Coronavirus: cross-border commuters reeling as HK quarantine plan set to cut off access to jobs, medical care

08-Feb-2020 Intellasia | South China Morning Post | 6:02 AM Print This Post

Cross-border commuters about to have their lives upended by a new 14-day quarantine rule rushed back to Hong Kong on Thursday, with some saying they would be left without access to needed medicine or their jobs when the measure takes effect on Saturday.

Chief Executive Carrie Lam Cheng Yuet-ngor announced on Wednesday that anyone travelling to the city from the mainland would be required to undergo the quarantine as part of stepped-up tactics to contain the coronavirus outbreak.

The news was particularly troubling to Hongkonger Kong Chin, a 59-year-old bus driver and cross-border commuter who lives in Shenzhen with his wife and two children. He said the quarantine arrangement could cost him his job, as he had no place to stay in Hong Kong.

Kong, who drives route 59A between Tuen Mun and Kwai Fong for KMB, returned to Hong Kong on Thursday to talk to his supervisor about his future work arrangement, but decided to take three weeks’ annual leave as he could not secure accommodation in the city.

“I told them I’ll take annual leave. If it is used up, I’ll take unpaid leave,” he said. “I don’t know how long this [arrangement] will last … Maybe it will last until the government lifts [the quarantine requirement].”

Efforts to find a room in Pentahotel in Tuen Mun, the closest district to the Shenzhen Bay port, were to no avail, he said, after staff told him the hotel was fully booked.

But Kong suspected he was not being told the truth. “They feared I would bring along the infectious disease with me in the hotel. That would have a negative impact on them,” he said.

“There’s nothing I can do. I have nowhere to hide in Hong Kong.”

A front-office manager at the hotel told the Post they had turned down a number of recent booking requests, as staffing issues and the “critical” situation in Hong Kong meant the hotel was not using all its available rooms.

KMB, meanwhile, said the company would maintain close contact with staff and stay in line with the government’s infection control measures.

Those measures, however, were confusing and lacked real planning, Kong said.

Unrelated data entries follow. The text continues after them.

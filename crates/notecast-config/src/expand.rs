//! Environment variable expansion for string config values.
//!
//! Supported syntax:
//! - `${VAR}` - expands to the value of VAR, errors if unset
//! - `${VAR:-default}` - expands to VAR if set, otherwise uses the default

use crate::ConfigError;

/// Expand `${VAR}` and `${VAR:-default}` references in `value`.
pub(crate) fn expand_env(value: &str, field: &str) -> Result<String, ConfigError> {
    let mut out = String::with_capacity(value.len());
    let mut rest = value;

    while let Some(start) = rest.find("${") {
        out.push_str(&rest[..start]);
        let after = &rest[start + 2..];
        let Some(end) = after.find('}') else {
            return Err(ConfigError::EnvVar {
                field: field.to_owned(),
                message: "unterminated ${ reference".to_owned(),
            });
        };
        let reference = &after[..end];
        let (name, default) = match reference.split_once(":-") {
            Some((name, default)) => (name, Some(default)),
            None => (reference, None),
        };
        match std::env::var(name) {
            Ok(resolved) => out.push_str(&resolved),
            Err(_) => match default {
                Some(default) => out.push_str(default),
                None => {
                    return Err(ConfigError::EnvVar {
                        field: field.to_owned(),
                        message: format!("${{{name}}} not set"),
                    });
                }
            },
        }
        rest = &after[end + 1..];
    }
    out.push_str(rest);
    Ok(out)
}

Even if I stayed in the quarantine camp for 14 days, what would Hong Kong’s situation be? No one … dares to answer that question … I feel that everyone is talking nonsense

Kong Chin, a regular cross-border commuter

“Even if I stayed in the quarantine camp for 14 days, what would Hong Kong’s situation be?” he asked. “No one, including the chief executive, dares to answer that question … I feel that everyone is talking nonsense.”

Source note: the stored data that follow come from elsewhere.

//! Destination selection and per-destination style tables.

/// Publishing destination for one render session.
#[derive(Debug, Clone, Copy, PartialEq, Eq)]
pub enum Destination {
    /// Rich HTML with strict markup constraints (inline-styleable elements,
    /// no scripts, no external stylesheets).
    RichHtml,
    /// Plain text with glyph conventions (emoji bullets, circled numbering).
    PlainText,
}

/// Ordered-list numbering convention.
#[derive(Debug, Clone, Copy, PartialEq, Eq)]
#[cfg_attr(feature = "serde", derive(serde::Deserialize))]
#[cfg_attr(feature = "serde", serde(rename_all = "lowercase"))]
pub enum OrderedStyle {
    /// `1.` `2.` `3.`
    Arabic,
    /// `①` `②` `③`, falling back to arabic past ⑳.
    Circled,
}

const CIRCLED: [char; 20] = [
    '①', '②', '③', '④', '⑤', '⑥', '⑦', '⑧', '⑨', '⑩', '⑪', '⑫', '⑬', '⑭', '⑮', '⑯', '⑰', '⑱',
    '⑲', '⑳',
];

/// Glyph table for one destination.
///
/// The rich-HTML destination expresses structure through markup and mostly
/// ignores the list glyphs; the plain-text destination is built from these.
#[derive(Debug, Clone)]
pub struct StyleTable {
    /// Prefix glyph per heading level (index 0 = h1).
    pub heading_prefixes: [String; 6],
    /// Unordered list bullet.
    pub bullet: String,
    /// Ordered list numbering convention.
    pub ordered: OrderedStyle,
    /// Glyph for a completed task item.
    pub task_checked: String,
    /// Glyph for an open task item.
    pub task_unchecked: String,
}

impl StyleTable {
    /// Defaults for the rich-HTML destination.
    #[must_use]
    pub fn rich_default() -> Self {
        Self {
            heading_prefixes: Default::default(),
            bullet: String::new(),
            ordered: OrderedStyle::Arabic,
            task_checked: String::new(),
            task_unchecked: String::new(),
        }
    }

    /// Defaults for plain-text social destinations.
    #[must_use]
    pub fn plain_default() -> Self {
        Self {
            heading_prefixes: [
                "✦ ".to_owned(),
                "❖ ".to_owned(),
                "◆ ".to_owned(),
                "◇ ".to_owned(),
                "▸ ".to_owned(),
                "· ".to_owned(),
            ],
            bullet: "🔹".to_owned(),
            ordered: OrderedStyle::Circled,
            task_checked: "✅".to_owned(),
            task_unchecked: "⬜".to_owned(),
        }
    }

    /// Default table for a destination.
    #[must_use]
    pub fn for_destination(destination: Destination) -> Self {
        match destination {
            Destination::RichHtml => Self::rich_default(),
            Destination::PlainText => Self::plain_default(),
        }
    }

    /// Prefix glyph for a heading level (1-based, clamped to 6).
    #[must_use]
    pub fn heading_prefix(&self, level: u8) -> &str {
        let index = usize::from(level.clamp(1, 6)) - 1;
        &self.heading_prefixes[index]
    }

    /// Ordered-list marker for a 1-based position.
    #[must_use]
    pub fn ordered_marker(&self, n: u64) -> String {
        match self.ordered {
            OrderedStyle::Arabic => format!("{n}."),
            OrderedStyle::Circled => {
                let index = usize::try_from(n).ok().filter(|i| (1..=20).contains(i));
                match index {
                    Some(i) => CIRCLED[i - 1].to_string(),
                    None => format!("{n}."),
                }
            }
        }
    }
}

For Hongkonger Winston Chan, who now resides in Shenzhen, the quarantine could have direct consequences for his health.

Doubtful of the quality of service on the mainland side, the 68-year-old retiree has been getting regular medical check-ups at Hong Kong’s North District Hospital for his heart disease, diabetes and hypertension. He said the new quarantine policy had forced him to cancel two appointments.

A former valuer at Hang Seng Bank, Chan said his current stock of prescription medication would run out in early March, but he had no plans to come back to Hong Kong to replenish his supply.

“There’s no plan B. The only thing I can do now is to try to stop taking the medication and see how things turn out,” he said.

Tina, a mainlander who lives in Hong Kong and works as a clerk for a Shenzen property development company, rushed back from the mainland on Thursday with her nine-year-old daughter. The two, who had been travelling for the Lunar New Year holiday, returned after finding out the new quarantine measure was about to take effect.

A frequent traveller between the two cities, Tina commuted to work in Shenzhen from her home in Yuen Long, via the Lok Ma Chau border point, before its closure.

She said while the mandatory quarantine for all mainland visitors was understandable, a complete border shutdown was unnecessary to combat the deadly virus.

“The government has already suspended individual travel visas, so people who have no need to travel will not come here. But [the quarantine] will be very inconvenient to many commuters,” she said.

Canadian tutor Felicia Chapman-Omgba, 42, who lives and works in Shenzhen, was on her way back to mainland China on Thursday, after rushing to Hong Kong to pay a quick visit to her friends.

She said many of her expatriate friends had bad information about the new quarantine rules, mistakenly believing that travellers to Hong Kong from anywhere not just across the mainland border were being quarantined.